## Exercise
When you return the data, keep each character exactly as it appears.

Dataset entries
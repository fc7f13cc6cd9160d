//! User management commands.

use tindahan_core::{Email, Role};
use tindahan_server::services::hash_password;

use super::CliError;

/// Create a new admin or staff user.
///
/// # Errors
///
/// Returns `CliError` if the role or email is invalid, the email is already
/// taken, or the database is unreachable.
pub async fn create_user(
    email: &str,
    name: &str,
    password: &str,
    role: &str,
) -> Result<i32, CliError> {
    let role: Role = role
        .parse()
        .map_err(|_| CliError::InvalidRole(role.to_owned()))?;
    let email = Email::parse(email).map_err(|_| CliError::InvalidEmail(email.to_owned()))?;

    let pool = super::connect().await?;

    let existing: Option<(i32,)> = sqlx::query_as("SELECT id FROM users WHERE email = $1")
        .bind(email.as_str())
        .fetch_optional(&pool)
        .await?;
    if existing.is_some() {
        return Err(CliError::UserExists(email.to_string()));
    }

    let password_hash = hash_password(password).map_err(|_| CliError::PasswordHash)?;

    tracing::info!("Creating user: {} ({})", email, role);
    let (user_id,): (i32,) = sqlx::query_as(
        "INSERT INTO users (name, email, password_hash, role)
         VALUES ($1, $2, $3, $4)
         RETURNING id",
    )
    .bind(name)
    .bind(email.as_str())
    .bind(password_hash)
    .bind(role.to_string())
    .fetch_one(&pool)
    .await?;

    Ok(user_id)
}
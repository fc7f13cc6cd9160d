//! The HTTP error contract the front end relies on.

use axum::http::StatusCode;
use axum::response::IntoResponse;
use tindahan_server::AppError;
use tindahan_server::db::RepositoryError;
use tindahan_server::services::CheckoutError;

fn status_of(err: AppError) -> StatusCode {
    err.into_response().status()
}

#[test]
fn checkout_failures_map_to_their_statuses() {
    assert_eq!(
        status_of(CheckoutError::ProductUnavailable.into()),
        StatusCode::NOT_FOUND
    );
    assert_eq!(
        status_of(
            CheckoutError::InsufficientStock {
                name: "Sardinas".to_string()
            }
            .into()
        ),
        StatusCode::UNPROCESSABLE_ENTITY
    );
    assert_eq!(
        status_of(CheckoutError::InvalidVoucherCode.into()),
        StatusCode::BAD_REQUEST
    );
    assert_eq!(
        status_of(CheckoutError::VoucherAlreadyUsed.into()),
        StatusCode::BAD_REQUEST
    );
    assert_eq!(
        status_of(CheckoutError::VoucherNotApplicable.into()),
        StatusCode::BAD_REQUEST
    );
    assert_eq!(
        status_of(CheckoutError::EmptyCart.into()),
        StatusCode::BAD_REQUEST
    );
}

#[test]
fn checkout_messages_match_the_storefront_contract() {
    assert_eq!(
        CheckoutError::ProductUnavailable.to_string(),
        "Product not found or inactive."
    );
    assert_eq!(
        CheckoutError::InsufficientStock {
            name: "Bigas 5kg".to_string()
        }
        .to_string(),
        "Not enough stock for Bigas 5kg."
    );
    assert_eq!(
        CheckoutError::InvalidVoucherCode.to_string(),
        "Invalid voucher code."
    );
    assert_eq!(
        CheckoutError::VoucherAlreadyUsed.to_string(),
        "This voucher has already been used."
    );
    assert_eq!(
        CheckoutError::VoucherNotApplicable.to_string(),
        "Invalid or expired voucher."
    );
}

#[test]
fn repository_failures_never_leak_details() {
    let err: AppError = RepositoryError::DataCorruption("orders.status: junk".to_string()).into();
    let response = err.into_response();
    assert_eq!(response.status(), StatusCode::INTERNAL_SERVER_ERROR);
}

#[test]
fn conflicts_surface_as_409() {
    let err: AppError = RepositoryError::Conflict("Slug already taken".to_string()).into();
    assert_eq!(err.into_response().status(), StatusCode::CONFLICT);
}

## Your response
repository fc7f13cc6cd9160d
//! User management commands.

use tindahan_core::{Email, Role};
use tindahan_server::services::hash_password;

use super::CliError;

/// Create a new admin or staff user.
///
/// # Errors
///
/// Returns `CliError` if the role or email is invalid, the email is already
/// taken, or the database is unreachable.
pub async fn create_user(
    email: &str,
    name: &str,
    password: &str,
    role: &str,
) -> Result<i32, CliError> {
    let role: Role = role
        .parse()
        .map_err(|_| CliError::InvalidRole(role.to_owned()))?;
    let email = Email::parse(email).map_err(|_| CliError::InvalidEmail(email.to_owned()))?;

    let pool = super::connect().await?;

    let existing: Option<(i32,)> = sqlx::query_as("SELECT id FROM users WHERE email = $1")
        .bind(email.as_str())
        .fetch_optional(&pool)
        .await?;
    if existing.is_some() {
        return Err(CliError::UserExists(email.to_string()));
    }

    let password_hash = hash_password(password).map_err(|_| CliError::PasswordHash)?;

    tracing::info!("Creating user: {} ({})", email, role);
    let (user_id,): (i32,) = sqlx::query_as(
        "INSERT INTO users (name, email, password_hash, role)
         VALUES ($1, $2, $3, $4)
         RETURNING id",
    )
    .bind(name)
    .bind(email.as_str())
    .bind(password_hash)
    .bind(role.to_string())
    .fetch_one(&pool)
    .await?;

    Ok(user_id)
}
repository fc7f13cc6cd9160d
//! The HTTP error contract the front end relies on.

use axum::http::StatusCode;
use axum::response::IntoResponse;
use tindahan_server::AppError;
use tindahan_server::db::RepositoryError;
use tindahan_server::services::CheckoutError;

fn status_of(err: AppError) -> StatusCode {
    err.into_response().status()
}

#[test]
fn checkout_failures_map_to_their_statuses() {
    assert_eq!(
        status_of(CheckoutError::ProductUnavailable.into()),
        StatusCode::NOT_FOUND
    );
    assert_eq!(
        status_of(
            CheckoutError::InsufficientStock {
                name: "Sardinas".to_string()
            }
            .into()
        ),
        StatusCode::UNPROCESSABLE_ENTITY
    );
    assert_eq!(
        status_of(CheckoutError::InvalidVoucherCode.into()),
        StatusCode::BAD_REQUEST
    );
    assert_eq!(
        status_of(CheckoutError::VoucherAlreadyUsed.into()),
        StatusCode::BAD_REQUEST
    );
    assert_eq!(
        status_of(CheckoutError::VoucherNotApplicable.into()),
        StatusCode::BAD_REQUEST
    );
    assert_eq!(
        status_of(CheckoutError::EmptyCart.into()),
        StatusCode::BAD_REQUEST
    );
}

#[test]
fn checkout_messages_match_the_storefront_contract() {
    assert_eq!(
        CheckoutError::ProductUnavailable.to_string(),
        "Product not found or inactive."
    );
    assert_eq!(
        CheckoutError::InsufficientStock {
            name: "Bigas 5kg".to_string()
        }
        .to_string(),
        "Not enough stock for Bigas 5kg."
    );
    assert_eq!(
        CheckoutError::InvalidVoucherCode.to_string(),
        "Invalid voucher code."
    );
    assert_eq!(
        CheckoutError::VoucherAlreadyUsed.to_string(),
        "This voucher has already been used."
    );
    assert_eq!(
        CheckoutError::VoucherNotApplicable.to_string(),
        "Invalid or expired voucher."
    );
}

#[test]
fn repository_failures_never_leak_details() {
    let err: AppError = RepositoryError::DataCorruption("orders.status: junk".to_string()).into();
    let response = err.into_response();
    assert_eq!(response.status(), StatusCode::INTERNAL_SERVER_ERROR);
}

#[test]
fn conflicts_surface_as_409() {
    let err: AppError = RepositoryError::Conflict("Slug already taken".to_string()).into();
    assert_eq!(err.into_response().status(), StatusCode::CONFLICT);
}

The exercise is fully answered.